UNIVERSITA ‘ -Nella conferenza stampa di fine anno Conte annuncia lo spacchettamento del ministero: all’Università e Ricerca va Gaetano Mandredi, tecnico di area Pd; alla Scuola la 5 Stelle Lucia Azzolina. L’arrivo del virus. Il 30 gennaio vengono individuati a Roma i primi due casi di coronavirus: sono due cinesi di Wuhan. Il governo decreta lo stato di emergenza e chiude ai voli dalla Cina. Il 20 febbraio emergono, a Codogno, i primi casi di nazionalità italiana di Covid-19. Il governo, l’8 marzo determina la prima zona rossa: è la Lombardia. Il lockdown. Il 9 marzo, con il decreto “Io resto a casa”, in una conferenza stampa serale trasmessa sui principali canali tv nazionali Conte annuncia il lockdown in Italia.
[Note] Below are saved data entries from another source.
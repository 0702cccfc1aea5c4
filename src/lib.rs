//! Client SDK for the GOV.UK Notify API
//!
//! [`NotificationClient`] sends SMS, email and letters, looks up
//! notifications and received texts, and fetches or previews templates.
//! Every call is signed with a token derived from the service API key, and
//! any non-2xx response surfaces as [`NotifyError::Client`].
//!
//! The `cli`, `config` and `logger` modules back the `notify` binary.

use shadow_rs::shadow;
shadow!(build);

pub mod cli;
pub mod client;
pub mod config;
pub mod error;
pub mod logger;
pub mod models;

pub use client::{ApiKey, ClientOptions, NotificationClient};
pub use error::{ApiError, NotifyError, NotifyResult};

pub fn pkg_version() -> &'static str {
    build::PKG_VERSION
}

pub fn clap_long_version() -> &'static str {
    build::CLAP_LONG_VERSION
}
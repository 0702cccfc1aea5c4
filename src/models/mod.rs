//! Typed request and response bodies for the notification service.

mod notification;
mod personalisation;
mod received_text;
mod requests;
mod template;

pub use notification::{
    EmailNotificationResponse, EmailResponseContent, LetterNotificationResponse,
    LetterResponseContent, Links, Notification, NotificationFilter, NotificationList,
    NotificationType, PrecompiledLetterResponse, SmsNotificationResponse, SmsResponseContent,
    TemplateRef,
};
pub use personalisation::{Personalisation, PersonalisationValue, personalisation};
pub use received_text::{ReceivedText, ReceivedTextList};
pub(crate) use requests::PreviewRequest;
pub use requests::{EmailRequest, LetterRequest, Postage, PrecompiledLetterRequest, SmsRequest};
pub use template::{Template, TemplateList, TemplatePreview};
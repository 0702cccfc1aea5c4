//! Configuration management for the notify CLI
//!
//! This module provides layered configuration loading with support for:
//! - TOML configuration files
//! - Environment variable overrides
//! - Multiple environment configurations (development, test, staging, production)
//!
//! # Configuration Priority (lowest to highest)
//! 1. `default.toml` - Base configuration
//! 2. `{environment}.toml` - Environment-specific configuration
//! 3. `local.toml` - Local overrides (not committed to version control)
//! 4. `NOTIFY_*` environment variables

pub mod environment;
pub mod error;
pub mod loader;
pub mod settings;

// Re-export public types
pub use environment::Environment;
pub use error::ConfigError;
pub use loader::ConfigLoader;
pub use settings::{ClientConfig, LoggerSettings, Settings};
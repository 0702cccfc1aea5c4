//! Logging for the `notify` binary
//!
//! Built on `tracing-subscriber` with:
//! - Console output on stderr with color control, so stdout stays machine-readable
//! - Optional file output in Full, Compact or JSON format
//!
//! The library itself only emits `tracing` events; installing a subscriber
//! is left to the application.

pub mod config;
pub mod error;
pub(crate) mod writer;

pub use config::*;
pub use error::LoggerError;

use std::io::IsTerminal;
use tracing_subscriber::{
    Layer, Registry, fmt, layer::SubscriberExt, util::SubscriberInitExt,
};

type BoxedLayer = Box<dyn Layer<Registry> + Send + Sync + 'static>;

/// Initialize the global subscriber with the given configuration
pub fn init_logger(config: LoggerConfig) -> anyhow::Result<()> {
    config.validate()?;
    let filter = config.filter()?;

    // File layer goes first so ANSI escapes from the console layer do not
    // leak into formatted span fields in the file.
    let mut layers: Vec<BoxedLayer> = Vec::with_capacity(2);
    if config.file.enabled {
        layers.push(file_layer(&config.file)?);
    }
    if config.console.enabled {
        layers.push(console_layer(&config.console));
    }

    tracing_subscriber::registry()
        .with(layers)
        .with(filter)
        .try_init()
        .map_err(|e| LoggerError::Init {
            message: e.to_string(),
        })?;

    Ok(())
}

fn console_layer(config: &ConsoleConfig) -> BoxedLayer {
    let use_ansi = config.colored && std::io::stderr().is_terminal();

    fmt::layer()
        .with_writer(std::io::stderr)
        .with_ansi(use_ansi)
        .with_target(true)
        .with_level(true)
        .boxed()
}

fn file_layer(config: &FileConfig) -> Result<BoxedLayer, LoggerError> {
    let writer = writer::open_log_file(config)?;
    let layer = fmt::layer().with_ansi(false).with_writer(writer);

    Ok(match config.format {
        LogFormat::Full => layer.with_target(true).boxed(),
        LogFormat::Compact => layer.with_target(true).compact().boxed(),
        LogFormat::Json => layer.json().boxed(),
    })
}

#[cfg(test)]
mod tests {
    use super::*;
    use std::path::PathBuf;
    use tempfile::TempDir;

    #[test]
    fn test_file_layer_each_format() {
        let temp_dir = TempDir::new().unwrap();

        for (name, format) in [
            ("full.log", LogFormat::Full),
            ("compact.log", LogFormat::Compact),
            ("json.log", LogFormat::Json),
        ] {
            let path = temp_dir.path().join(name);
            let config = FileConfig {
                enabled: true,
                path: path.clone(),
                append: true,
                format,
            };
            assert!(file_layer(&config).is_ok());
            assert!(path.exists());
        }
    }

    #[test]
    fn test_json_file_output() {
        let temp_dir = TempDir::new().unwrap();
        let path = temp_dir.path().join("notify.log");
        let config = FileConfig {
            enabled: true,
            path: path.clone(),
            append: false,
            format: LogFormat::Json,
        };

        let subscriber = tracing_subscriber::registry().with(file_layer(&config).unwrap());
        tracing::subscriber::with_default(subscriber, || {
            tracing::info!(operation = "send_sms", "response received");
        });

        let content = std::fs::read_to_string(&path).unwrap();
        let line: serde_json::Value = serde_json::from_str(content.lines().next().unwrap()).unwrap();
        assert_eq!(line["fields"]["operation"], "send_sms");
        assert_eq!(line["fields"]["message"], "response received");
        assert!(!content.contains('\u{1b}'), "file output must not contain ANSI codes");
    }

    #[test]
    fn test_init_rejects_invalid_config() {
        let config = LoggerConfig {
            console: ConsoleConfig::new(false, false),
            file: FileConfig {
                enabled: false,
                path: PathBuf::from("unused.log"),
                ..FileConfig::default()
            },
            level: "info".to_string(),
        };
        assert!(init_logger(config).is_err());
    }
}
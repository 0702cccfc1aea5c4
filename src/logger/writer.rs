//! Log file handle for the file layer

use crate::logger::config::FileConfig;
use crate::logger::error::LoggerError;
use std::fs::{File, OpenOptions};
use std::sync::Mutex;

/// Opens the log file, creating parent directories as needed.
///
/// `Mutex<File>` implements `MakeWriter`, so the result plugs straight into
/// a `fmt` layer.
pub(crate) fn open_log_file(config: &FileConfig) -> Result<Mutex<File>, LoggerError> {
    if let Some(parent) = config.path.parent() {
        if !parent.as_os_str().is_empty() {
            std::fs::create_dir_all(parent)?;
        }
    }

    let mut options = OpenOptions::new();
    options.create(true);
    if config.append {
        options.append(true);
    } else {
        options.write(true).truncate(true);
    }

    Ok(Mutex::new(options.open(&config.path)?))
}
use super::options::ClientOptions;
use crate::error::{NotifyError, NotifyResult};
use reqwest::Url;

/// User-Agent sent with every request, e.g. `NOTIFY-API-RUST-CLIENT/0.1.0`
pub fn user_agent() -> String {
    format!("NOTIFY-API-RUST-CLIENT/{}", crate::pkg_version())
}

/// Builds the HTTP client backing a single `NotificationClient`.
///
/// # Features
/// - **Timeouts**: whole-request and connect timeouts from [`ClientOptions`]
/// - **Compression**: gzip response bodies
/// - **Security**: Rustls for TLS (no OpenSSL dependency)
pub(crate) fn build_http_client(options: &ClientOptions) -> NotifyResult<reqwest::Client> {
    reqwest::Client::builder()
        .timeout(options.timeout)
        .connect_timeout(options.connect_timeout)
        .gzip(true)
        .user_agent(user_agent())
        .build()
        .map_err(|e| NotifyError::configuration(format!("failed to build HTTP client: {}", e)))
}

/// Parses and checks the base URL: it must be absolute http(s)
pub(crate) fn parse_base_url(base_url: &str) -> NotifyResult<Url> {
    let url = Url::parse(base_url.trim()).map_err(|e| {
        NotifyError::configuration(format!("invalid base URL '{}': {}", base_url, e))
    })?;

    if url.scheme() != "https" && url.scheme() != "http" {
        return Err(NotifyError::configuration(format!(
            "base URL must use http or https, got '{}'",
            url.scheme()
        )));
    }
    if url.query().is_some() || url.fragment().is_some() {
        return Err(NotifyError::configuration(
            "base URL must not carry a query string or fragment",
        ));
    }

    Ok(url)
}

/// Appends path segments (percent-encoded) and query pairs to the base URL.
///
/// `Url` drops `.` and `..` segments (and normalizes their `%2E` forms), and
/// an empty segment collapses into a trailing slash. Any of these would send
/// the request to a different endpoint, so they are rejected up front.
pub(crate) fn endpoint_url(
    base: &Url,
    segments: &[&str],
    query: &[(&'static str, String)],
) -> NotifyResult<Url> {
    if let Some(segment) = segments
        .iter()
        .find(|segment| matches!(**segment, "" | "." | ".."))
    {
        return Err(NotifyError::invalid_id(*segment));
    }

    let mut url = base.clone();
    url.path_segments_mut()
        .map_err(|_| NotifyError::configuration("base URL cannot be used as a base"))?
        .pop_if_empty()
        .extend(segments);

    if !query.is_empty() {
        url.query_pairs_mut()
            .extend_pairs(query.iter().map(|(key, value)| (*key, value.as_str())));
    }

    Ok(url)
}

#[cfg(test)]
mod tests {
    use super::*;

    #[test]
    fn test_client_initialization() {
        assert!(build_http_client(&ClientOptions::default()).is_ok());
    }

    #[test]
    fn test_user_agent() {
        assert!(user_agent().starts_with("NOTIFY-API-RUST-CLIENT/"));
    }

    #[test]
    fn test_parse_base_url() {
        assert!(parse_base_url("https://api.notifications.service.gov.uk").is_ok());
        assert!(parse_base_url("http://localhost:6011/").is_ok());
        assert!(parse_base_url("not-a-url").is_err());
        assert!(parse_base_url("ftp://example.com").is_err());
        assert!(parse_base_url("https://example.com/?a=b").is_err());
    }

    #[test]
    fn test_endpoint_url_trailing_slash() {
        let base = parse_base_url("https://api.example.com/").unwrap();
        let url = endpoint_url(&base, &["v2", "notifications", "sms"], &[]).unwrap();
        assert_eq!(url.as_str(), "https://api.example.com/v2/notifications/sms");
    }

    #[test]
    fn test_endpoint_url_keeps_base_path() {
        let base = parse_base_url("https://gateway.example.com/notify").unwrap();
        let url = endpoint_url(&base, &["v2", "templates"], &[]).unwrap();
        assert_eq!(url.as_str(), "https://gateway.example.com/notify/v2/templates");
    }

    #[test]
    fn test_endpoint_url_encodes_segments_and_query() {
        let base = parse_base_url("https://api.example.com").unwrap();
        let url = endpoint_url(
            &base,
            &["v2", "template", "invalid id/.."],
            &[("type", "sms".to_string())],
        )
        .unwrap();
        assert_eq!(
            url.as_str(),
            "https://api.example.com/v2/template/invalid%20id%2F..?type=sms"
        );
    }

    #[test]
    fn test_endpoint_url_rejects_path_changing_segments() {
        let base = parse_base_url("https://api.example.com").unwrap();

        for id in ["", ".", ".."] {
            let result = endpoint_url(&base, &["v2", "notifications", id, "pdf"], &[]);
            assert!(
                matches!(result, Err(NotifyError::InvalidId { id: ref got }) if got == id),
                "id {:?} should be rejected",
                id
            );
        }
    }

    #[test]
    fn test_endpoint_url_keeps_other_dotted_ids() {
        let base = parse_base_url("https://api.example.com").unwrap();

        let url = endpoint_url(&base, &["v2", "template", "..."], &[]).unwrap();
        assert_eq!(url.path(), "/v2/template/...");

        let url = endpoint_url(&base, &["v2", "template", "%2E%2E"], &[]).unwrap();
        assert_eq!(url.path(), "/v2/template/%252E%252E");
    }
}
La misura, nelle settimane successive, viene inasprita con più Dpcm. Il 4 maggio, riaprono le prime attività produttive. I contagi calano e si apre un’estate dove la polemica politica è tutta incentrata su due nodi: quello della scuola e quello dei contagi al Billionaire.
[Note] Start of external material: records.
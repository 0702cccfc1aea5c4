//! Request bodies for the send endpoints.
//!
//! Optional fields are omitted from the JSON body when unset.

use super::personalisation::{Personalisation, PersonalisationValue};
use base64::Engine;
use base64::engine::general_purpose::STANDARD;
use serde::{Deserialize, Serialize};
use std::fmt;
use std::str::FromStr;

/// Postage class for precompiled letters
#[derive(Debug, Clone, Copy, PartialEq, Eq, Serialize, Deserialize)]
#[serde(rename_all = "kebab-case")]
pub enum Postage {
    First,
    Second,
    Economy,
    Europe,
    RestOfWorld,
}

impl Postage {
    pub fn as_str(&self) -> &'static str {
        match self {
            Postage::First => "first",
            Postage::Second => "second",
            Postage::Economy => "economy",
            Postage::Europe => "europe",
            Postage::RestOfWorld => "rest-of-world",
        }
    }
}

impl fmt::Display for Postage {
    fn fmt(&self, f: &mut fmt::Formatter<'_>) -> fmt::Result {
        f.write_str(self.as_str())
    }
}

impl FromStr for Postage {
    type Err = String;

    fn from_str(s: &str) -> Result<Self, Self::Err> {
        match s.to_lowercase().as_str() {
            "first" => Ok(Postage::First),
            "second" => Ok(Postage::Second),
            "economy" => Ok(Postage::Economy),
            "europe" => Ok(Postage::Europe),
            "rest-of-world" => Ok(Postage::RestOfWorld),
            _ => Err(format!(
                "postage {} is not one of [first, second, economy, europe, rest-of-world]",
                s
            )),
        }
    }
}

/// Body of `POST /v2/notifications/sms`
#[derive(Debug, Clone, PartialEq, Serialize)]
pub struct SmsRequest {
    pub phone_number: String,
    pub template_id: String,
    #[serde(skip_serializing_if = "Option::is_none")]
    pub personalisation: Option<Personalisation>,
    #[serde(skip_serializing_if = "Option::is_none")]
    pub reference: Option<String>,
    #[serde(skip_serializing_if = "Option::is_none")]
    pub sms_sender_id: Option<String>,
}

impl SmsRequest {
    pub fn new(phone_number: impl Into<String>, template_id: impl Into<String>) -> Self {
        Self {
            phone_number: phone_number.into(),
            template_id: template_id.into(),
            personalisation: None,
            reference: None,
            sms_sender_id: None,
        }
    }

    pub fn personalisation(mut self, personalisation: Personalisation) -> Self {
        self.personalisation = Some(personalisation);
        self
    }

    /// Adds a single placeholder value, creating the map when needed
    pub fn placeholder(
        mut self,
        name: impl Into<String>,
        value: impl Into<PersonalisationValue>,
    ) -> Self {
        self.personalisation
            .get_or_insert_with(Personalisation::new)
            .insert(name.into(), value.into());
        self
    }

    pub fn reference(mut self, reference: impl Into<String>) -> Self {
        self.reference = Some(reference.into());
        self
    }

    pub fn sms_sender_id(mut self, sms_sender_id: impl Into<String>) -> Self {
        self.sms_sender_id = Some(sms_sender_id.into());
        self
    }
}

/// Body of `POST /v2/notifications/email`
#[derive(Debug, Clone, PartialEq, Serialize)]
pub struct EmailRequest {
    pub email_address: String,
    pub template_id: String,
    #[serde(skip_serializing_if = "Option::is_none")]
    pub personalisation: Option<Personalisation>,
    #[serde(skip_serializing_if = "Option::is_none")]
    pub reference: Option<String>,
    #[serde(skip_serializing_if = "Option::is_none")]
    pub email_reply_to_id: Option<String>,
}

impl EmailRequest {
    pub fn new(email_address: impl Into<String>, template_id: impl Into<String>) -> Self {
        Self {
            email_address: email_address.into(),
            template_id: template_id.into(),
            personalisation: None,
            reference: None,
            email_reply_to_id: None,
        }
    }

    pub fn personalisation(mut self, personalisation: Personalisation) -> Self {
        self.personalisation = Some(personalisation);
        self
    }

    pub fn placeholder(
        mut self,
        name: impl Into<String>,
        value: impl Into<PersonalisationValue>,
    ) -> Self {
        self.personalisation
            .get_or_insert_with(Personalisation::new)
            .insert(name.into(), value.into());
        self
    }

    pub fn reference(mut self, reference: impl Into<String>) -> Self {
        self.reference = Some(reference.into());
        self
    }

    pub fn email_reply_to_id(mut self, email_reply_to_id: impl Into<String>) -> Self {
        self.email_reply_to_id = Some(email_reply_to_id.into());
        self
    }
}

/// Body of `POST /v2/notifications/letter` for a templated letter.
///
/// The address comes from the `address_line_*` and `postcode` keys of the
/// personalisation, so it is always sent.
#[derive(Debug, Clone, PartialEq, Serialize)]
pub struct LetterRequest {
    pub template_id: String,
    pub personalisation: Personalisation,
    #[serde(skip_serializing_if = "Option::is_none")]
    pub reference: Option<String>,
}

impl LetterRequest {
    pub fn new(template_id: impl Into<String>, personalisation: Personalisation) -> Self {
        Self {
            template_id: template_id.into(),
            personalisation,
            reference: None,
        }
    }

    pub fn reference(mut self, reference: impl Into<String>) -> Self {
        self.reference = Some(reference.into());
        self
    }
}

/// Body of `POST /v2/notifications/letter` for a ready-made PDF
#[derive(Debug, Clone, PartialEq, Eq, Serialize)]
pub struct PrecompiledLetterRequest {
    pub reference: String,
    /// Base64 encoded PDF
    pub content: String,
    #[serde(skip_serializing_if = "Option::is_none")]
    pub postage: Option<Postage>,
}

impl PrecompiledLetterRequest {
    pub fn new(reference: impl Into<String>, pdf: &[u8]) -> Self {
        Self {
            reference: reference.into(),
            content: STANDARD.encode(pdf),
            postage: None,
        }
    }

    pub fn postage(mut self, postage: Postage) -> Self {
        self.postage = Some(postage);
        self
    }
}

/// Body of `POST /v2/template/{id}/preview`
#[derive(Debug, Serialize)]
pub(crate) struct PreviewRequest<'a> {
    pub personalisation: &'a Personalisation,
}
RECOVERY – Next Generation Ue. Con il via libera a maggio del Recovery Fund europeo Conte vara la fase 3. A Giugno, a Villa Pamphilij, si tengono gli Stati Generali dell’Economia, chiamati a discutere del piano Colao per la ripresa post-virus. Il 21 luglio il Consiglio Ue dà l’ok definitivo al Next Generation Ue. Ma le tensioni tra l’Italia e i Paesi frugali si protrarranno per i mesi successivi. Referendum. Il 21 settembre vince nettamente il Sì (con il 69,96%) al taglio dei parlamentari, storica battaglia M5S. Seconda ondata. La carica del virus torna dalla fine di settembre ma questa volte la strategia di Conte è diversa: nessun lockdown generalizzato ma chiusure a fisarmonica, a seconda del livello regionali di rischio. «Non possiamo permetterci economicamente e socialmente un nuovo lockdown», è il mantra del governo. Crescono, anche sulle restrizioni, le tensioni interne alla maggioranza già innescate in estate da Iv sulla mozione di sfiducia nei confronti di Alfonso Bonafede. Lo strappo di Iv. E’ una sera di inizio di dicembre quando la delegazione dei renziani, una volta ricevuta a notte fonda, è la loro critica, il Recovery Plan italiano, strappa con la maggioranza. L’ok al testo slitta e da lì in poi Matteo Renzi alza il tiro delle richieste fino al ritiro, con annuncio in conferenza stampa, il 13 dall’esecutivo delle 2 ministre e del sottosegretario. Lo scontro tra i due si materializza il 19 gennaio in Senato. Il premier ottiene una fiducia relativa con 156 voti a favore, Iv si astiene. Conte sale al Quirinale e chiede tempo per formare un nuovo gruppo di costruttori. Fino alle dimissioni del 26 gennaio. E alla pagina bianca che sarà scritta da domani, mercoledì 27 gennaio, con l’apertura delle consultazioni al Quirinale.